FDA Approves New Indication, Formulation for Lynparza
The Food and Drug Administration (FDA) has approved Lynparza (olaparib; AstraZeneca), a poly (ADP-ribose) polymerase (PARP) inhibitor, for the maintenance treatment of adult patients with recurrent epithelial ovarian, fallopian tube or primary peritoneal cancer, who are in a complete or partial response to platinum-based chemotherapy. In addition, the indication for the treatment of deleterious or suspected deleterious germline BRCA-mutated advanced ovarian cancer in adult patients who have been treated with three or more prior lines of chemotherapy has been changed from accelerated approval to full approval.

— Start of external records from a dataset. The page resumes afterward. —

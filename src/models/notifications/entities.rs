use serde::{Deserialize, Serialize};
use ts_rs::TS;

#[derive(Debug, Clone, Copy, Serialize, Deserialize, PartialEq, Eq, TS)]
#[serde(rename_all = "snake_case")]
#[ts(export, export_to = "../frontend/src/types/generated/notification.ts")]
pub enum NotificationType {
    ReviewComment, // 复查有新评论
    ReviewFinal,   // 复查已出最终成绩
    System,
}

impl std::fmt::Display for NotificationType {
    fn fmt(&self, f: &mut std::fmt::Formatter<'_>) -> std::fmt::Result {
        match self {
            NotificationType::ReviewComment => write!(f, "review_comment"),
            NotificationType::ReviewFinal => write!(f, "review_final"),
            NotificationType::System => write!(f, "system"),
        }
    }
}

impl std::str::FromStr for NotificationType {
    type Err = String;

    fn from_str(s: &str) -> Result<Self, Self::Err> {
        match s {
            "review_comment" => Ok(NotificationType::ReviewComment),
            "review_final" => Ok(NotificationType::ReviewFinal),
            "system" => Ok(NotificationType::System),
            _ => Err(format!("Invalid notification type: {s}")),
        }
    }
}

#[derive(Debug, Clone, Serialize, Deserialize, TS)]
#[serde(rename_all = "camelCase")]
#[ts(export, export_to = "../frontend/src/types/generated/notification.ts")]
pub struct Notification {
    pub id: i64,
    /// 接收者
    pub user_id: i64,
    pub class_id: Option<i64>,
    #[serde(rename = "type")]
    pub notification_type: NotificationType,
    pub content: String,
    pub content_url: Option<String>,
    pub is_read: bool,
    pub created_at: chrono::DateTime<chrono::Utc>,
}
use std::time::{Duration, Instant};

use async_trait::async_trait;
use moka::{Expiry, future::Cache};
use tracing::debug;

use crate::cache::{CacheResult, ObjectCache};
use crate::config::AppConfig;
use crate::declare_object_cache_plugin;
use crate::errors::GradebookError;

declare_object_cache_plugin!("moka", MokaCacheWrapper);

#[derive(Clone)]
struct Entry {
    value: String,
    ttl: Duration,
}

// 每个条目按写入时给定的 TTL 过期
struct PerEntryExpiry;

impl Expiry<String, Entry> for PerEntryExpiry {
    fn expire_after_create(&self, _key: &String, value: &Entry, _created_at: Instant) -> Option<Duration> {
        Some(value.ttl)
    }
}

pub struct MokaCacheWrapper {
    inner: Cache<String, Entry>,
    default_ttl: Duration,
}

impl MokaCacheWrapper {
    pub fn new() -> Result<Self, GradebookError> {
        let config = AppConfig::get();
        Ok(Self::with_settings(
            config.cache.memory.max_capacity,
            config.cache.default_ttl,
        ))
    }

    pub fn with_settings(max_capacity: u64, default_ttl: u64) -> Self {
        let inner = Cache::builder()
            .max_capacity(max_capacity)
            .expire_after(PerEntryExpiry)
            .build();

        debug!(
            "MokaCacheWrapper initialized with max capacity: {}",
            max_capacity
        );
        Self {
            inner,
            default_ttl: Duration::from_secs(default_ttl),
        }
    }
}

#[async_trait]
impl ObjectCache for MokaCacheWrapper {
    async fn get_raw(&self, key: &str) -> CacheResult<String> {
        match self.inner.get(key).await {
            Some(entry) => {
                debug!("Successfully retrieved key: {}", key);
                CacheResult::Found(entry.value)
            }
            None => {
                debug!("Key not found in cache: {}", key);
                CacheResult::NotFound
            }
        }
    }

    async fn insert_raw(&self, key: String, value: String, ttl: u64) {
        let ttl = if ttl == 0 {
            self.default_ttl
        } else {
            Duration::from_secs(ttl)
        };
        self.inner.insert(key, Entry { value, ttl }).await;
    }

    async fn remove(&self, key: &str) {
        self.inner.invalidate(key).await;
    }

    async fn invalidate_all(&self) {
        self.inner.invalidate_all();
    }
}

#[cfg(test)]
mod tests {
    use super::*;

    #[tokio::test]
    async fn test_insert_get_remove() {
        let cache = MokaCacheWrapper::with_settings(100, 60);
        cache
            .insert_raw("oauth_state:abc".to_string(), "google".to_string(), 0)
            .await;
        assert_eq!(
            cache.get_raw("oauth_state:abc").await,
            CacheResult::Found("google".to_string())
        );

        cache.remove("oauth_state:abc").await;
        assert_eq!(cache.get_raw("oauth_state:abc").await, CacheResult::NotFound);
    }

    #[tokio::test]
    async fn test_per_entry_ttl() {
        let cache = MokaCacheWrapper::with_settings(100, 3600);
        cache
            .insert_raw("short".to_string(), "v".to_string(), 1)
            .await;
        tokio::time::sleep(Duration::from_millis(1100)).await;
        assert_eq!(cache.get_raw("short").await, CacheResult::NotFound);
    }
}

The approvals were based on two, placebo-controlled trials (SOLO-2, Study 19) in patients with recurrent ovarian cancers who were in response to platinum-based therapy. In SOLO-2, 295 patients with recurrent germline BRCA-mutated ovarian, fallopian tube, or primary peritoneal cancer were randomized to receive olaparib or placebo. A statistically significant improvement in investigator-assessed progression-free survival (PFS) was seen in the olaparib group compared with placebo (hazard ratio [HR] 0.30 [95% CI: 0.22, 0.41; P<0.0001]). The estimated median PFS was 19.1 months with olaparib vs. 5.5 months with placebo.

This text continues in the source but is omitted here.